Ein Ort ganz im Stil Berlins: Heruntergekommen und besprüht bietet der Teufelsberg Besuchern für umme einen Blick über die ganze Stadt. Seit Jahren treffen an der ehemaligen US-Abhörstation Spaziergänger und Verliebte auf Sprayer und Fotografen, die das alte Gebäude als abgelegenen Freiraum erleben. Am Anfang klettern alle durch einen Zaun, niemand fragt nach dem Grund des Kommens. Ein ahnungsloser Besuch an einem sonnigen Sonntag aber macht klar: Hier ändert sich einiges, und das ganz gewaltig. Denn an Wochenenden werden Führungen angeboten und Eintritt verlangt. Und das könnte erst der Anfang einer noch weiteren Umgestaltung des Geländes sein.

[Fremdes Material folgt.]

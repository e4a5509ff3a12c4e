use rust_decimal::prelude::ToPrimitive;
use rust_decimal::{Decimal, RoundingStrategy};

use crate::strategy::types::{CalculationError, PositionPlan, RiskParameters, Side};

/// Decimal places kept on every monetary output
const MONEY_SCALE: u32 = 2;

/// SizeCalculator trait
///
/// Turns a candidate's gap and opening price into a full position plan.
/// Implementations own their risk parameters and hold no mutable state,
/// so one instance is shared by every task in a run.
pub trait SizeCalculator: Send + Sync {
    /// Size a position for one candidate
    ///
    /// # Arguments
    /// * `gap` - Signed gap fraction (-0.20 for a 20% gap down)
    /// * `opening_price` - Session open, used as the entry price
    fn calculate(
        &self,
        gap: Decimal,
        opening_price: Decimal,
    ) -> Result<PositionPlan, CalculationError>;
}

/// Gap-fill sizing: risk a fixed fraction of the account on a bet that
/// the price reverts part of the way to the prior close.
#[derive(Debug, Clone)]
pub struct GapFillCalculator {
    params: RiskParameters,
}

impl GapFillCalculator {
    pub fn new(params: RiskParameters) -> Self {
        Self { params }
    }

    pub fn params(&self) -> &RiskParameters {
        &self.params
    }
}

impl SizeCalculator for GapFillCalculator {
    fn calculate(
        &self,
        gap: Decimal,
        opening_price: Decimal,
    ) -> Result<PositionPlan, CalculationError> {
        calculate_position(gap, opening_price, &self.params)
    }
}

/// Compute a position plan from a gap, an opening price and risk settings
///
/// ```text
/// prior_close  = open / (1 + gap)
/// capture      = capture_fraction * (prior_close - open)
/// stop_loss    = open - capture
/// take_profit  = open + capture
/// shares       = floor(max_loss / |stop_loss - open|)
/// ```
///
/// Inputs that would divide by zero (`gap <= -1`) or describe a free
/// stock (`open <= 0`) are rejected before any arithmetic. A zero risk
/// per share yields zero shares.
pub fn calculate_position(
    gap: Decimal,
    opening_price: Decimal,
    params: &RiskParameters,
) -> Result<PositionPlan, CalculationError> {
    if opening_price <= Decimal::ZERO {
        return Err(CalculationError::InvalidInput(format!(
            "opening price must be positive, got {}",
            opening_price
        )));
    }

    let growth = Decimal::ONE
        .checked_add(gap)
        .ok_or(CalculationError::Overflow("gap growth factor"))?;
    if growth <= Decimal::ZERO {
        return Err(CalculationError::InvalidInput(format!(
            "gap {} implies a non-positive prior close",
            gap
        )));
    }

    let implied_prior_close = opening_price
        .checked_div(growth)
        .ok_or(CalculationError::Overflow("implied prior close"))?;
    let gap_value = implied_prior_close
        .checked_sub(opening_price)
        .ok_or(CalculationError::Overflow("gap value"))?;
    let capture = params
        .profit_capture_fraction()
        .checked_mul(gap_value)
        .ok_or(CalculationError::Overflow("capture amount"))?;

    let stop_loss = opening_price
        .checked_sub(capture)
        .ok_or(CalculationError::Overflow("stop loss"))?;
    let take_profit = opening_price
        .checked_add(capture)
        .ok_or(CalculationError::Overflow("take profit"))?;

    let risk_per_share = (stop_loss - opening_price).abs();
    let shares = if risk_per_share.is_zero() {
        0
    } else {
        params
            .max_loss_per_trade()
            .checked_div(risk_per_share)
            .and_then(|n| n.floor().to_u64())
            .ok_or(CalculationError::Overflow("share count"))?
    };

    let projected_profit = (opening_price - take_profit)
        .abs()
        .checked_mul(Decimal::from(shares))
        .ok_or(CalculationError::Overflow("projected profit"))?;

    let side = if capture < Decimal::ZERO {
        Side::Sell
    } else {
        Side::Buy
    };

    Ok(PositionPlan {
        side,
        entry_price: round_money(opening_price),
        stop_loss_price: round_money(stop_loss),
        take_profit_price: round_money(take_profit),
        shares,
        projected_profit: round_money(projected_profit),
    })
}

/// Round to cents, halves away from zero
pub(crate) fn round_money(value: Decimal) -> Decimal {
    value.round_dp_with_strategy(MONEY_SCALE, RoundingStrategy::MidpointAwayFromZero)
}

Wie an allen anderen Tagen steigen die Besucher auch am Wochenende lässig durch den Zaun. Auf der anderen Seite aber wartet schon ein spürbar schadenfroher Touristenführer: 15 Euro für eine Führung oder 5 Euro für den einfachen Eintritt verlangt er – pro Person versteht sich. Falls die Besucher nicht zahlen wollen, droht er sofort mit einer Anzeige wegen Hausfriedensbruchs oder mit einem Rauswurf durch die Security. Denn auch wenn der Teufelsberg verlassen aussieht, herrenlos ist er nicht.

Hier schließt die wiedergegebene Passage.